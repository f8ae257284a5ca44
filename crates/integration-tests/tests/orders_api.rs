//! Integration tests for the order endpoints.
//!
//! These tests require:
//! - A running `PostgreSQL` database with migrations applied
//! - The API server running (cargo run -p stockroom-api)
//!
//! Run with: cargo test -p stockroom-integration-tests -- --ignored

use reqwest::{Client, StatusCode};
use serde_json::{Value, json};

use stockroom_integration_tests::{
    api_base_url, client, create_test_product, fetch_product, unique_name,
};

/// Create an order and return its parsed body.
async fn create_order(client: &Client, record: &Value) -> Value {
    let base_url = api_base_url();
    let resp = client
        .post(format!("{base_url}/orders"))
        .json(&json!({ "record": record }))
        .send()
        .await
        .expect("Failed to create order");

    assert_eq!(resp.status(), StatusCode::CREATED, "Order create should return 201");
    resp.json().await.expect("Failed to parse order response")
}

// ============================================================================
// CRUD Tests
// ============================================================================

#[tokio::test]
#[ignore = "Requires running API server and PostgreSQL"]
async fn test_order_create_and_fetch() {
    let client = client();
    let base_url = api_base_url();
    let a = create_test_product(&client, &unique_name("Order A"), 50).await;
    let b = create_test_product(&client, &unique_name("Order B"), 30).await;

    let order = create_order(
        &client,
        &json!([
            { "productId": a.id, "amount": 2 },
            { "productId": b.id, "amount": 1 },
        ]),
    )
    .await;
    let order_id = order["id"].as_i64().expect("Order should have an id");

    let resp = client
        .get(format!("{base_url}/orders/{order_id}"))
        .send()
        .await
        .expect("Failed to fetch order");
    assert_eq!(resp.status(), StatusCode::OK);

    let body: Value = resp.json().await.expect("Failed to parse order");
    let record = body["record"].as_array().expect("record should be an array");
    assert_eq!(record.len(), 2);
    assert_eq!(record[0]["product"]["name"], a.name);
    assert_eq!(record[0]["amount"], 2);
    assert_eq!(record[1]["product"]["name"], b.name);
    assert_eq!(record[1]["amount"], 1);
}

#[tokio::test]
#[ignore = "Requires running API server and PostgreSQL"]
async fn test_order_listing_shape() {
    let client = client();
    let base_url = api_base_url();
    let a = create_test_product(&client, &unique_name("Order List"), 50).await;
    create_order(&client, &json!([{ "productId": a.id, "amount": 1 }])).await;

    let resp = client
        .get(format!("{base_url}/orders?page=1&limit=5"))
        .send()
        .await
        .expect("Failed to list orders");
    assert_eq!(resp.status(), StatusCode::OK);

    let body: Value = resp.json().await.expect("Failed to parse response");
    assert!(body["data"].is_array());
    assert!(body["total"].as_i64().expect("total should be a number") >= 1);
    assert_eq!(body["page"], 1);
    assert_eq!(body["limit"], 5);
}

#[tokio::test]
#[ignore = "Requires running API server and PostgreSQL"]
async fn test_order_update_replaces_lines() {
    let client = client();
    let base_url = api_base_url();
    let a = create_test_product(&client, &unique_name("Old Line"), 50).await;
    let b = create_test_product(&client, &unique_name("New Line"), 50).await;

    let order = create_order(&client, &json!([{ "productId": a.id, "amount": 2 }])).await;
    let order_id = order["id"].as_i64().expect("Order should have an id");

    let resp = client
        .put(format!("{base_url}/orders/{order_id}"))
        .json(&json!({ "record": [{ "productId": b.id, "amount": 3 }] }))
        .send()
        .await
        .expect("Failed to update order");
    assert_eq!(resp.status(), StatusCode::OK);

    let resp = client
        .get(format!("{base_url}/orders/{order_id}"))
        .send()
        .await
        .expect("Failed to fetch order");
    let body: Value = resp.json().await.expect("Failed to parse order");
    let record = body["record"].as_array().expect("record should be an array");
    assert_eq!(record.len(), 1, "Update must replace the lines, not append");
    assert_eq!(record[0]["product"]["name"], b.name);
    assert_eq!(record[0]["amount"], 3);
}

#[tokio::test]
#[ignore = "Requires running API server and PostgreSQL"]
async fn test_order_delete() {
    let client = client();
    let base_url = api_base_url();
    let a = create_test_product(&client, &unique_name("Doomed"), 50).await;

    let order = create_order(&client, &json!([{ "productId": a.id, "amount": 1 }])).await;
    let order_id = order["id"].as_i64().expect("Order should have an id");

    let resp = client
        .delete(format!("{base_url}/orders/{order_id}"))
        .send()
        .await
        .expect("Failed to delete order");
    assert_eq!(resp.status(), StatusCode::OK);
    let body: Value = resp.json().await.expect("Failed to parse response");
    assert_eq!(
        body["message"],
        format!("Order with ID {order_id} deleted successfully")
    );

    let resp = client
        .get(format!("{base_url}/orders/{order_id}"))
        .send()
        .await
        .expect("Failed to send request");
    assert_eq!(resp.status(), StatusCode::NOT_FOUND);
}

#[tokio::test]
#[ignore = "Requires running API server and PostgreSQL"]
async fn test_order_fetch_unknown_returns_404() {
    let client = client();
    let base_url = api_base_url();

    let resp = client
        .get(format!("{base_url}/orders/999999999"))
        .send()
        .await
        .expect("Failed to send request");
    assert_eq!(resp.status(), StatusCode::NOT_FOUND);

    let body: Value = resp.json().await.expect("Failed to parse error body");
    assert_eq!(body["error"], "Order with ID 999999999 not found");
}

// ============================================================================
// Validation Tests
// ============================================================================

#[tokio::test]
#[ignore = "Requires running API server and PostgreSQL"]
async fn test_order_create_empty_record_rejected() {
    let client = client();
    let base_url = api_base_url();

    let resp = client
        .post(format!("{base_url}/orders"))
        .json(&json!({ "record": [] }))
        .send()
        .await
        .expect("Failed to send request");
    assert_eq!(resp.status(), StatusCode::BAD_REQUEST);
}

#[tokio::test]
#[ignore = "Requires running API server and PostgreSQL"]
async fn test_order_create_malformed_body_rejected() {
    let client = client();
    let base_url = api_base_url();

    // An array instead of the record object must get the JSON error envelope
    let resp = client
        .post(format!("{base_url}/orders"))
        .json(&json!([]))
        .send()
        .await
        .expect("Failed to send request");
    assert_eq!(resp.status(), StatusCode::BAD_REQUEST);

    let body: Value = resp.json().await.expect("Failed to parse error body");
    let message = body["error"]
        .as_str()
        .expect("Error body should have an error field");
    assert!(
        message.starts_with("invalid order payload"),
        "Unexpected message: {message}"
    );
}

#[tokio::test]
#[ignore = "Requires running API server and PostgreSQL"]
async fn test_order_create_non_positive_amount_rejected() {
    let client = client();
    let base_url = api_base_url();
    let a = create_test_product(&client, &unique_name("Zero Amount"), 50).await;

    let resp = client
        .post(format!("{base_url}/orders"))
        .json(&json!({ "record": [{ "productId": a.id, "amount": 0 }] }))
        .send()
        .await
        .expect("Failed to send request");
    assert_eq!(resp.status(), StatusCode::BAD_REQUEST);
}

#[tokio::test]
#[ignore = "Requires running API server and PostgreSQL"]
async fn test_order_create_unknown_product_rejected() {
    let client = client();
    let base_url = api_base_url();

    let resp = client
        .post(format!("{base_url}/orders"))
        .json(&json!({ "record": [{ "productId": 999_999_999, "amount": 1 }] }))
        .send()
        .await
        .expect("Failed to send request");
    assert_eq!(resp.status(), StatusCode::BAD_REQUEST);

    let body: Value = resp.json().await.expect("Failed to parse error body");
    assert_eq!(
        body["error"],
        "Invalid order data. Please check the product IDs and amounts."
    );
}

// ============================================================================
// Stock Isolation Tests
// ============================================================================

#[tokio::test]
#[ignore = "Requires running API server and PostgreSQL"]
async fn test_orders_never_touch_stock_counters() {
    let client = client();
    let a = create_test_product(&client, &unique_name("Untouched"), 50).await;

    create_order(&client, &json!([{ "productId": a.id, "amount": 10 }])).await;

    let after = fetch_product(&client, a.id).await;
    assert_eq!(after.quantity, 50);
    assert_eq!(after.sales, 0);
    assert_eq!(after.waste, 0);
    assert_eq!(after.available, 50);
}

---

ABOUT THIS TASK - What is the number of lines in the data above that contain the word "message"? Report the figure only.

RESPONSE BOX - 4